━━━━━ RECORDS PROVIDED ━━━━━

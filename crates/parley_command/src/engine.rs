//! The command engine.
//!
//! An [`Engine`] owns the command table, the alias table, and the converter
//! chain. It is a cheap, cloneable handle: clones share the same tables.
//! All three tables sit behind one lock; readers copy a persistent snapshot
//! and release the lock before any converter or handler runs, so handlers
//! may call back into the engine.

use std::fmt;
use std::sync::{Arc, PoisonError, RwLock, RwLockReadGuard, RwLockWriteGuard, Weak};

use parley_foundation::{Error, ErrorContext, Result, Type, Value};
use parley_lexer::{Token, tokenize};

use crate::binder::{self, BoundArgs};
use crate::config::EngineConfig;
use crate::converter::{Converter, ConverterChain};
use crate::descriptor::CommandDescriptor;
use crate::handler::{CommandHandler, HandlerMethod};
use crate::invocation::Invocation;
use crate::registry::{CommandRegistry, RegisteredCommand};

#[derive(Default)]
struct Tables {
    registry: CommandRegistry,
    converters: ConverterChain,
}

struct Inner {
    tables: RwLock<Tables>,
    config: EngineConfig,
}

/// Parses, resolves, binds, and runs command lines.
#[derive(Clone)]
pub struct Engine {
    inner: Arc<Inner>,
}

/// A non-owning reference to an [`Engine`].
///
/// Commands that need the engine they are registered in (such as `help`)
/// hold one of these to avoid a reference cycle.
#[derive(Clone, Debug)]
pub struct WeakEngine {
    inner: Weak<Inner>,
}

impl WeakEngine {
    /// Returns the engine if it is still alive.
    #[must_use]
    pub fn upgrade(&self) -> Option<Engine> {
        self.inner.upgrade().map(|inner| Engine { inner })
    }
}

impl Default for Engine {
    fn default() -> Self {
        Self::new()
    }
}

impl Engine {
    /// Creates an engine with the default configuration.
    #[must_use]
    pub fn new() -> Self {
        Self::with_config(EngineConfig::default())
    }

    /// Creates an engine with the given configuration.
    #[must_use]
    pub fn with_config(config: EngineConfig) -> Self {
        Self {
            inner: Arc::new(Inner {
                tables: RwLock::new(Tables::default()),
                config,
            }),
        }
    }

    /// The engine's configuration.
    #[must_use]
    pub fn config(&self) -> EngineConfig {
        self.inner.config
    }

    /// Returns a weak handle to this engine.
    #[must_use]
    pub fn downgrade(&self) -> WeakEngine {
        WeakEngine {
            inner: Arc::downgrade(&self.inner),
        }
    }

    // Mutation is check-then-commit, so a poisoned lock still guards
    // consistent tables.
    fn read(&self) -> RwLockReadGuard<'_, Tables> {
        self.inner.tables.read().unwrap_or_else(PoisonError::into_inner)
    }

    fn write(&self) -> RwLockWriteGuard<'_, Tables> {
        self.inner.tables.write().unwrap_or_else(PoisonError::into_inner)
    }

    fn command(&self, method: HandlerMethod) -> Result<RegisteredCommand> {
        let descriptor = CommandDescriptor::from_method(&method, self.inner.config.optional_flag)?;
        Ok(RegisteredCommand::new(descriptor, method.func))
    }

    /// Registers a single handler method as a command.
    ///
    /// # Errors
    ///
    /// Returns an invalid-signature error for an unusable method, or a
    /// name-conflict error if its name or an alias is taken. The tables are
    /// unchanged on failure.
    pub fn register(&self, method: HandlerMethod) -> Result<Arc<CommandDescriptor>> {
        let command = self.command(method)?;
        let descriptor = Arc::clone(command.descriptor());
        self.write().registry.register(command)?;
        Ok(descriptor)
    }

    /// Registers every method of a handler, then its converters.
    ///
    /// The methods are registered all-or-nothing.
    ///
    /// # Errors
    ///
    /// Returns the first signature or name-conflict error; nothing from the
    /// handler is registered in that case.
    pub fn register_handler(
        &self,
        handler: &dyn CommandHandler,
    ) -> Result<Vec<Arc<CommandDescriptor>>> {
        let commands = handler
            .methods()
            .into_iter()
            .map(|method| self.command(method))
            .collect::<Result<Vec<_>>>()?;
        let descriptors = commands
            .iter()
            .map(|command| Arc::clone(command.descriptor()))
            .collect();

        let mut tables = self.write();
        let mut registry = tables.registry.clone();
        for command in commands {
            registry.register(command)?;
        }
        tables.registry = registry;
        for converter in handler.converters() {
            tables.converters.add(converter);
        }
        Ok(descriptors)
    }

    /// Removes a command and all of its aliases.
    ///
    /// # Errors
    ///
    /// Returns an unknown-command error if `name` resolves to nothing.
    pub fn unregister(&self, name: &str) -> Result<Arc<CommandDescriptor>> {
        let command = self.write().registry.unregister(name)?;
        Ok(Arc::clone(command.descriptor()))
    }

    /// Resolves a name or alias to its descriptor.
    #[must_use]
    pub fn get_command(&self, name: &str) -> Option<Arc<CommandDescriptor>> {
        self.read().registry.get_command(name)
    }

    /// Descriptors whose prefix equals `prefix`, or all of them.
    #[must_use]
    pub fn get_commands(&self, prefix: Option<&str>) -> Vec<Arc<CommandDescriptor>> {
        self.read().registry.commands(prefix)
    }

    /// Returns true if no command uses `name` as its name or an alias.
    #[must_use]
    pub fn is_command_name_available(&self, name: &str) -> bool {
        self.read().registry.is_command_name_available(name)
    }

    /// Canonical names of all registered commands, in order.
    #[must_use]
    pub fn command_names(&self) -> Vec<String> {
        self.read().registry.names().map(String::from).collect()
    }

    /// A point-in-time copy of the command and alias tables.
    #[must_use]
    pub fn registry(&self) -> CommandRegistry {
        self.read().registry.clone()
    }

    /// Appends a converter to the chain.
    pub fn add_converter(&self, converter: Arc<dyn Converter>) {
        self.write().converters.add(converter);
    }

    /// Removes a converter by identity.
    ///
    /// Returns `true` if it was registered.
    pub fn remove_converter(&self, converter: &Arc<dyn Converter>) -> bool {
        self.write().converters.remove(converter)
    }

    /// Registers every converter a handler brings along.
    ///
    /// Returns how many were added.
    pub fn add_converters_from(&self, handler: &dyn CommandHandler) -> usize {
        let converters = handler.converters();
        let count = converters.len();
        let mut tables = self.write();
        for converter in converters {
            tables.converters.add(converter);
        }
        count
    }

    /// A point-in-time copy of the converter chain.
    #[must_use]
    pub fn converters(&self) -> ConverterChain {
        self.read().converters.clone()
    }

    /// Converts raw text through the converter chain.
    ///
    /// # Errors
    ///
    /// See [`ConverterChain::convert`].
    pub fn convert(&self, raw: &str, target: &Type) -> Result<Value> {
        self.converters().convert(raw, target)
    }

    /// Binds tokens to a command's parameters.
    ///
    /// # Errors
    ///
    /// See [`binder::bind`].
    pub fn bind(&self, tokens: &[Token], descriptor: &CommandDescriptor) -> Result<BoundArgs> {
        binder::bind(tokens, descriptor, &self.converters(), &self.inner.config)
    }

    /// Tokenizes, resolves, and binds a line.
    ///
    /// Returns `Ok(None)` if the line has no tokens.
    ///
    /// # Errors
    ///
    /// Returns an unknown-command error if the first token names no
    /// command, or any binding error.
    pub fn resolve(&self, line: &str) -> Result<Option<Invocation>> {
        let tokens = tokenize(line);
        let Some(first) = tokens.first() else {
            return Ok(None);
        };

        let (command, converters) = {
            let tables = self.read();
            (
                tables.registry.get(first.text()).cloned(),
                tables.converters.clone(),
            )
        };
        let command = command.ok_or_else(|| {
            Error::unknown_command(first.text())
                .with_context(ErrorContext::new().with_token(first.text(), first.index()))
        })?;

        let args = binder::bind(&tokens, command.descriptor(), &converters, &self.inner.config)?;
        Ok(Some(Invocation::new(command, args)))
    }

    /// Runs a line end to end.
    ///
    /// Returns `Ok(None)` for a line with no tokens, otherwise the handler's
    /// result.
    ///
    /// # Errors
    ///
    /// Returns any resolution, binding, or invocation error.
    pub fn dispatch(&self, line: &str) -> Result<Option<Value>> {
        match self.resolve(line)? {
            Some(invocation) => invocation.invoke().map(Some),
            None => Ok(None),
        }
    }
}

impl fmt::Debug for Engine {
    fn fmt(&self, f: &mut fmt::Formatter<'_>) -> fmt::Result {
        let tables = self.read();
        f.debug_struct("Engine")
            .field("config", &self.inner.config)
            .field("commands", &tables.registry.names().collect::<Vec<_>>())
            .field("converters", &tables.converters)
            .finish()
    }
}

━━━━━

Which lines in the records above hold the string "binding"? Copy each of them.

    /// command, or any binding error.
    /// Returns any resolution, binding, or invocation error.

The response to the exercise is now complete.